What To Consider Before You Change Your Major
What To Consider Before You Change Your Major

At the start of a new year and a new semester, your consideration of a change to your major is not shocking. As many as half of all students will make this change at some point, and many more consider it but choose to press ahead in their current field of study to graduate “on time,” minimizing their college expenses.

However, determining the right area of study can be a real challenge. Thinking about changing your major? Join the crowd. You are in the majority of college students. National statistics show that about three-quarters of all students change majors during their college careers.


What to consider before you change your major


1. WHY are you looking for the change?

Can you pinpoint what you don’t like about your old major? Is it different from your “going in” expectations, or has your thinking evolved in terms of your interest? Are there any elements of it that you do like? If so, what? Were there any classes within that field of study that were of interest to you? Spending some time thinking about what you liked and didn’t enjoy will give you clues about the characteristics of a new major that might make it a better fit.


2. What impact will the change have upon your graduation timing (and related cost)?

College is expensive, Costly. Do you understand the impact this move will have on your ability to graduate when you had expected to do so? There’s no requirement to take a job within your field of study, so can you finish college in your original major and still get a job in a related field that might be more appealing to you? For instance, with a degree in Engineering, you can sell technical products. This job will pay well, leverage your technical knowledge, and be different from practicing as an engineer.


3. Have you thoroughly researched your new major?

Often, students are unhappy in a major and want to get out of it as quickly as possible. Because of that, they don’t always look before they leap. So I’m OK with you changing majors once. I’m a bit less excited about you changing it twice, and at some point, I suggest that you get your degree, get a year or two of work experience, and then consider a graduate degree in a field you have now decided is your passion.

Given all this, make sure you understand the course requirements of a new major and the job prospects in that field before making the jump. In addition, understand starting salaries and typical salary progression in that field. Finally, if possible, spend time shadowing professionals in that field to get as good an indication as possible as to whether or not it’s a fit for you.

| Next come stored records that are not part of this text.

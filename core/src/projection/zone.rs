use crate::prelude::ProjectionError;
use serde::Serialize;
use std::fmt;

/// Latitude bands from 80°S northwards, 8° each; `X` is stretched to 84°N.
pub const LATITUDE_BANDS: &str = "CDEFGHJKLMNPQRSTUVWX";

pub const MIN_LATITUDE: f64 = -80.0;
pub const MAX_LATITUDE: f64 = 84.0;

/// A UTM grid zone: 6° longitude column plus latitude band letter.
#[derive(Debug, Clone, Copy, PartialEq, Eq, Hash, Serialize)]
pub struct UtmZone {
    number: u8,
    letter: char,
}

impl UtmZone {
    pub fn new(number: u8, letter: char) -> Result<Self, ProjectionError> {
        if !(1..=60).contains(&number) {
            return Err(ProjectionError::InvalidZoneNumber(number));
        }
        let letter = letter.to_ascii_uppercase();
        if !LATITUDE_BANDS.contains(letter) {
            return Err(ProjectionError::InvalidZoneLetter(letter));
        }
        Ok(Self { number, letter })
    }

    /// Caller guarantees `number` in 1..=60 and `letter` in [`LATITUDE_BANDS`].
    pub(crate) const fn new_unchecked(number: u8, letter: char) -> Self {
        Self { number, letter }
    }

    /// Zone containing the given position. Inputs must already be range checked.
    pub(crate) fn containing(lat: f64, lon: f64) -> Self {
        Self {
            number: zone_number(lat, lon),
            letter: latitude_band(lat),
        }
    }

    pub fn number(&self) -> u8 {
        self.number
    }

    pub fn letter(&self) -> char {
        self.letter
    }

    /// Bands `N` through `X` lie north of the equator.
    pub fn is_northern(&self) -> bool {
        self.letter >= 'N'
    }

    pub fn central_meridian(&self) -> f64 {
        f64::from(self.number) * 6.0 - 183.0
    }
}

impl fmt::Display for UtmZone {
    fn fmt(&self, f: &mut fmt::Formatter<'_>) -> fmt::Result {
        write!(f, "{}{}", self.number, self.letter)
    }
}

fn latitude_band(lat: f64) -> char {
    let index = (((lat - MIN_LATITUDE) / 8.0).floor() as usize).min(LATITUDE_BANDS.len() - 1);
    LATITUDE_BANDS.as_bytes()[index] as char
}

fn zone_number(lat: f64, lon: f64) -> u8 {
    // Southwest Norway.
    if (56.0..64.0).contains(&lat) && (3.0..12.0).contains(&lon) {
        return 32;
    }
    // Svalbard.
    if (72.0..=MAX_LATITUDE).contains(&lat) && lon >= 0.0 {
        if lon < 9.0 {
            return 31;
        } else if lon < 21.0 {
            return 33;
        } else if lon < 33.0 {
            return 35;
        } else if lon < 42.0 {
            return 37;
        }
    }
    ((((lon + 180.0) / 6.0).floor() as i64).clamp(0, 59) + 1) as u8
}

/// Maps a longitude in -180..=180 onto -180..180.
pub(crate) fn normalize_longitude(lon: f64) -> f64 {
    (lon + 180.0).rem_euclid(360.0) - 180.0
}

4. What year are you in school?

If you are a senior, it’s way too late to change your major in almost every case. Rather than change your major, pick up a double major, a minor, or an independent study with a professor in your new area of interest (assuming you can do this and still graduate on time). If you are a junior, proceed with caution, heeding Pat’s advice.

Sophomores, you are best suited to change majors from a timing standpoint, but first-year students, beware. You only get one chance to change your major without looking like you’re fishing for your interests and abilities– – are you sure you want to use your free spin card so early?


5. How are you doing in your classes?

Your question doesn’t tell us whether your unhappiness results from not doing well in your current classes or other reasons. If you are failing out of your major or are headed in that direction, it might be the right time to change majors. On the other hand, if you’re doing well, I’d strongly re-consider changing majors even if this major is not your heart’s desire. You can always branch out from a solid foundation into other areas without changing your major.


6. Are you unhappy with other aspects of your life right now?

You mention being unhappy with your major. Are you sure the problem is your major? I always discourage people from making major decisions from a place of anger or unhappiness. If you are unhappy with other things in your life right now, changing your major won’t change your unhappiness. It may just introduce some of the other problems Pat mentions above.